I am spending time with some very,
very old people. One hundred years old or more. My father has moved into a
senior community. It was more than I could manage for him at home. He was
falling down too much. At home he was attempting to do more than he
was capable of physically. Like the long walk that ended with him on the
pavement and in the hospital for a week and then rehabilitation for a month.
In
the senior community he has been safe and no incidents now for months. Thank
you. Krishna. It is modern, clean and he gets to eat all the nonsense he has
been eating for the last ninety-five years in a dining room that is like a restaurant. I spend as much time as I can with him.

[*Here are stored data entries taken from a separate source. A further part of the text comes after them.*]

//! Quiz schema migrations.
//!
//! # Invariants
//! - Steps are listed in strictly increasing `version` order, starting at 1.
//! - `PRAGMA user_version` always equals the last applied step.
//! - Every pending step runs inside one transaction; a failing step leaves
//!   the schema at its previous version.

use crate::db::{DbError, DbResult};
use log::{debug, info};
use rusqlite::Connection;

/// One schema step.
#[derive(Debug, Clone, Copy)]
struct Step {
    version: u32,
    name: &'static str,
    sql: &'static str,
}

const STEPS: &[Step] = &[
    Step {
        version: 1,
        name: "quiz_tables",
        sql: include_str!("0001_init.sql"),
    },
    Step {
        version: 2,
        name: "sessions",
        sql: include_str!("0002_sessions.sql"),
    },
];

/// Schema version this build writes.
pub fn latest_version() -> u32 {
    STEPS.last().map_or(0, |step| step.version)
}

/// Brings the quiz schema up to [`latest_version`].
///
/// Fails without touching the database when it was written by a newer build.
pub fn apply_migrations(conn: &mut Connection) -> DbResult<()> {
    let from = schema_version(conn)?;
    let to = latest_version();
    if from > to {
        return Err(DbError::UnsupportedSchemaVersion {
            db_version: from,
            latest_supported: to,
        });
    }

    let pending: Vec<&Step> = STEPS.iter().filter(|step| step.version > from).collect();
    if pending.is_empty() {
        debug!("event=db_migrate module=db status=noop version={from}");
        return Ok(());
    }

    let tx = conn.transaction()?;
    for step in pending {
        tx.execute_batch(step.sql)
            .and_then(|()| tx.pragma_update(None, "user_version", step.version))
            .map_err(|source| DbError::Migration {
                version: step.version,
                name: step.name,
                source,
            })?;
        debug!(
            "event=db_migrate_step module=db status=ok version={} name={}",
            step.version, step.name
        );
    }
    tx.commit()?;

    info!("event=db_migrate module=db status=ok from_version={from} to_version={to}");
    Ok(())
}

/// Version recorded in `PRAGMA user_version`; 0 for a fresh database.
pub fn schema_version(conn: &Connection) -> DbResult<u32> {
    Ok(conn.pragma_query_value(None, "user_version", |row| row.get::<_, u32>(0))?)
}
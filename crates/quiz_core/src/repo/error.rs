//! Repository error type shared by all quiz repositories.

use crate::db::DbError;
use crate::model::validation::ValidationError;
use rusqlite::ErrorCode;
use std::error::Error;
use std::fmt::{Display, Formatter};

pub type RepoResult<T> = Result<T, RepoError>;

/// Generic repository error for persistence and query operations.
#[derive(Debug)]
pub enum RepoError {
    Validation(ValidationError),
    Db(DbError),
    NotFound { entity: &'static str, id: i64 },
    /// A uniqueness constraint rejected the write.
    Conflict(String),
    InvalidData(String),
    MissingRequiredTable(&'static str),
    Serialization(serde_json::Error),
}

impl Display for RepoError {
    fn fmt(&self, f: &mut Formatter<'_>) -> std::fmt::Result {
        match self {
            Self::Validation(err) => write!(f, "{err}"),
            Self::Db(err) => write!(f, "{err}"),
            Self::NotFound { entity, id } => write!(f, "{entity} not found: {id}"),
            Self::Conflict(message) => write!(f, "conflict: {message}"),
            Self::InvalidData(message) => write!(f, "invalid persisted data: {message}"),
            Self::MissingRequiredTable(table) => {
                write!(f, "required table `{table}` is missing; run migrations first")
            }
            Self::Serialization(err) => write!(f, "serialization failed: {err}"),
        }
    }
}

impl Error for RepoError {
    fn source(&self) -> Option<&(dyn Error + 'static)> {
        match self {
            Self::Validation(err) => Some(err),
            Self::Db(err) => Some(err),
            Self::Serialization(err) => Some(err),
            _ => None,
        }
    }
}

impl From<ValidationError> for RepoError {
    fn from(value: ValidationError) -> Self {
        Self::Validation(value)
    }
}

impl From<DbError> for RepoError {
    fn from(value: DbError) -> Self {
        Self::Db(value)
    }
}

impl From<rusqlite::Error> for RepoError {
    fn from(value: rusqlite::Error) -> Self {
        Self::Db(DbError::Sqlite(value))
    }
}

impl From<serde_json::Error> for RepoError {
    fn from(value: serde_json::Error) -> Self {
        Self::Serialization(value)
    }
}

/// Maps unique-constraint failures to [`RepoError::Conflict`].
pub(crate) fn map_write_error(err: rusqlite::Error, conflict_message: impl FnOnce() -> String) -> RepoError {
    match &err {
        rusqlite::Error::SqliteFailure(failure, _)
            if failure.code == ErrorCode::ConstraintViolation =>
        {
            RepoError::Conflict(conflict_message())
        }
        _ => RepoError::from(err),
    }
}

Many of the other people are older than
ninety-five, one hundred years old and more. They are in varying degrees of
capability. Some of them cannot do anything. The other day I sat with him during
lunch. The other people at his table did not talk at all. They sat there with
dull looks in their faces. It could be some of them are sedated. The man next
to me could hardly lift his spoon to his mouth. The woman across from us
couldn't hear. The other man on the right was alert but just didn’t want to
make any effort to communicate at all. My father is very friendly and just kept
talking to all of them anyway. It was his 95th birthday and I had a special
cake made…no eggs and no sugar (he has diabetes). It had to be a big cake, enough
for everyone... fifty-five people...more than I could bake. A lovely husband wife
from Finland have a small family bakery nearby and she made a lovely cake.

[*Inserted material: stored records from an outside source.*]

//! URL layout of the quiz pages.
//!
//! - `/` quiz list
//! - `/email/` email capture
//! - `/{slug}/` quiz wizard
//! - `/{slug}/results/{pk}/` completion page

use crate::model::result::QuizResultId;

const EMAIL_SEGMENT: &str = "email";
const RESULTS_SEGMENT: &str = "results";

/// Resolved view for a request path.
#[derive(Debug, Clone, PartialEq, Eq)]
pub enum Route {
    QuizList,
    CaptureEmail,
    QuizDetail { slug: String },
    QuizCompleted { slug: String, pk: QuizResultId },
}

pub fn quiz_list() -> String {
    "/".to_string()
}

pub fn capture_email() -> String {
    format!("/{EMAIL_SEGMENT}/")
}

pub fn quiz_detail(slug: &str) -> String {
    format!("/{slug}/")
}

pub fn quiz_completed(slug: &str, pk: QuizResultId) -> String {
    format!("/{slug}/{RESULTS_SEGMENT}/{pk}/")
}

/// Maps a request path (without query string) to a route.
pub fn resolve(path: &str) -> Option<Route> {
    let segments: Vec<&str> = path
        .trim_matches('/')
        .split('/')
        .filter(|segment| !segment.is_empty())
        .collect();

    match segments.as_slice() {
        [] => Some(Route::QuizList),
        [EMAIL_SEGMENT] => Some(Route::CaptureEmail),
        [slug] => Some(Route::QuizDetail {
            slug: (*slug).to_string(),
        }),
        [slug, RESULTS_SEGMENT, pk] => pk.parse().ok().map(|pk| Route::QuizCompleted {
            slug: (*slug).to_string(),
            pk,
        }),
        _ => None,
    }
}

#[cfg(test)]
mod tests {
    use super::{quiz_completed, resolve, Route};

    #[test]
    fn resolve_maps_every_route() {
        assert_eq!(resolve("/"), Some(Route::QuizList));
        assert_eq!(resolve("/email/"), Some(Route::CaptureEmail));
        assert_eq!(
            resolve("/traits/"),
            Some(Route::QuizDetail {
                slug: "traits".to_string()
            })
        );
        assert_eq!(
            resolve(&quiz_completed("traits", 12)),
            Some(Route::QuizCompleted {
                slug: "traits".to_string(),
                pk: 12
            })
        );
    }

    #[test]
    fn resolve_rejects_unknown_shapes() {
        assert_eq!(resolve("/traits/results/abc/"), None);
        assert_eq!(resolve("/a/b/"), None);
    }
}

Whipped cream topping with fresh strawberries cut to look like roses and blueberries
all around the edges. She was very sweet and delivered it herself even though
it wasn’t part of the original arrangement. It wouldn’t fit in my 1991 Honda civic.
So everyone got a piece of the special cake. It was as close as I could get to
prasadam distribution under the circumstances.
We don’t see very old people during the day in
the US. They are in these special communities or sometimes taken care of at
home. One hundred years is not pretty, but it is the other end of life. Everyone “oohs”
and “aahs” to see an infant or very young baby… a beautiful miracle to behold. ..Then
there is the same infant after one hundred years....all bent over, incontinent, and moving
so slowly you're not sure they are actually moving at all...the dull stare off
into somewhere...no smile, no expression...here but not here…nothing to say,
nothing to live for, end yet still living. What sense gratification is there at
one hundred years? Nothing works. Everything hurts.
People in the US spend their precious
time watching TV and movies and reading novels full of glitz and glamour where everyone
is always youthful and always enjoying sense gratification. But this is what is
waiting as time runs out.
Actually, it is a great blessing to go through that far into
old age. The real tragedy is if someone’s life is cut short in their prime.
Going all the way to the end like this has its lessons to help with becoming detached
from the material identification… All those people and possessions that were so
important during material life are gone. Even family members like children are
busy with their own material life and rarely come to visit. Everything that was
so important, the motivation for acting in the material life… gone. Forced detachment.
Better to practice detachment willingly
all through life by engaging in devotional service, a lifetime in preparation for being transferred
to the spiritual world. The simplest form of devotional service is simply to chant
the Hare Krishna Maha mantra: HARE KRISHNA HARE KRISHNA KRISHNA KRISHNA HARE
HARE/HARE RAMA HARE RAMA RAMA RAMA HARE HARE.